Um relatório de investigação interna do PT, assinado por Hélio Bicudo, José Eduardo Cardozo, hoje ministro da Justiça do governo Dilma, e Paul Singer, concluiu pela culpa de Teixeira, mas quem acabou expulso do partido foi Venceslau. 

Ele identifica esse episódio como o momento em que "Lula se consolida como caudilho, e o partido se ajoelha diante dele". Para ele, "um caudilho com esse poder, um partido de joelhos e um executor como o Zé Dirceu só podiam levar a isso que estamos vendo hoje", garantiu Venceslau.

Segundo ele, na entrevista daquela ocasião, "evidentemente que Lula não operava, assim como não está operando hoje, mas como ele sabia naquela época, ele sabe hoje, sempre soube".

A reação do PT ao julgamento do mensalão tem obedecido a uma oscilação que depende dos interesses políticos do partido. Da reação inicial de depressão e pedido de desculpas à afirmação de que o mensalão não passava de caixa dois eleitoral, o então presidente recuperou forças para se reeleger.

A partir daí, o mensalão passou a ser "uma farsa". Agora, que o esquema foi todo revelado à opinião pública, o PT diz que o julgamento é golpe dos setores reacionários contra um governo popular.
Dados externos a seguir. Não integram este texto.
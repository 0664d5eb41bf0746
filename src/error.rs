//! Crate-wide error kinds.
//!
//! Most of these are recovered from at the point they are raised (logged,
//! folded into the status snapshot) rather than propagated to `main` — see
//! the policy note on each variant and the coordinator's handling of it.

use thiserror::Error;

#[derive(Debug, Error)]
pub enum BridgeError {
    /// A controller descriptor failed to parse or its arithmetic fields did
    /// not validate. The offending descriptor is skipped; others still load.
    #[error("invalid controller descriptor {path}: {reason}")]
    DescriptorInvalid { path: String, reason: String },

    /// A MIDI port required by the current operation could not be opened.
    /// Recoverable everywhere except the virtual output port at startup.
    #[error("MIDI port unavailable: {0}")]
    PortUnavailable(#[from] crate::connection::MidiConnectionError),

    /// The hot thread's inbound queue was full; the newest message was
    /// dropped rather than applying backpressure to the MIDI callback.
    #[error("remap queue overflowed, message dropped")]
    QueueOverflow,

    /// A SysEx programming stream received no ACK within the configured
    /// timeout.
    #[error("timed out waiting for ACK on message {index}")]
    AckTimeout { index: usize },

    /// The device's ACK response explicitly requested abort.
    #[error("device sent ABORT on message {index}")]
    AckAbort { index: usize },

    /// The ACK response's status byte did not match any configured action.
    #[error("unrecognized ACK status byte {status:#04x} on message {index}")]
    AckUnknownStatus { index: usize, status: u8 },

    /// The device asked to retry after a delay; carries the requested delay
    /// so the caller can decide whether the retry cap has been exceeded.
    #[error("device busy, retry after {0}ms")]
    AckBusy(u64),

    /// A programming stream was cancelled because the generation counter
    /// advanced underneath it. Not a failure — surfaced only for logging.
    #[error("stream cancelled (superseded by a newer generation)")]
    StreamCancelled,

    /// A byte sequence could not be parsed as a MIDI message.
    #[error("invalid MIDI status byte {0:#04x}")]
    InvalidMidiByte(u8),
}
O que importa é vencer a eleição em São Paulo, comandada por José Dirceu, como sempre comandou. 

O mensalão não terá a menor influência no eleitorado, diz o imediatista Lula, que pensa na próxima eleição sem pensar na próxima geração.

Os ensinamentos que o episódio poderia proporcionar ao partido, permitindo que recuperasse o rumo que, pelo menos em teoria, era o seu ao ser fundado, vai sendo engolido pelo pragmatismo que levou o PT aonde está hoje: 
no poder, mas em marcha batida para se transformar em mais uma legenda vulgarizada pela banalização da política.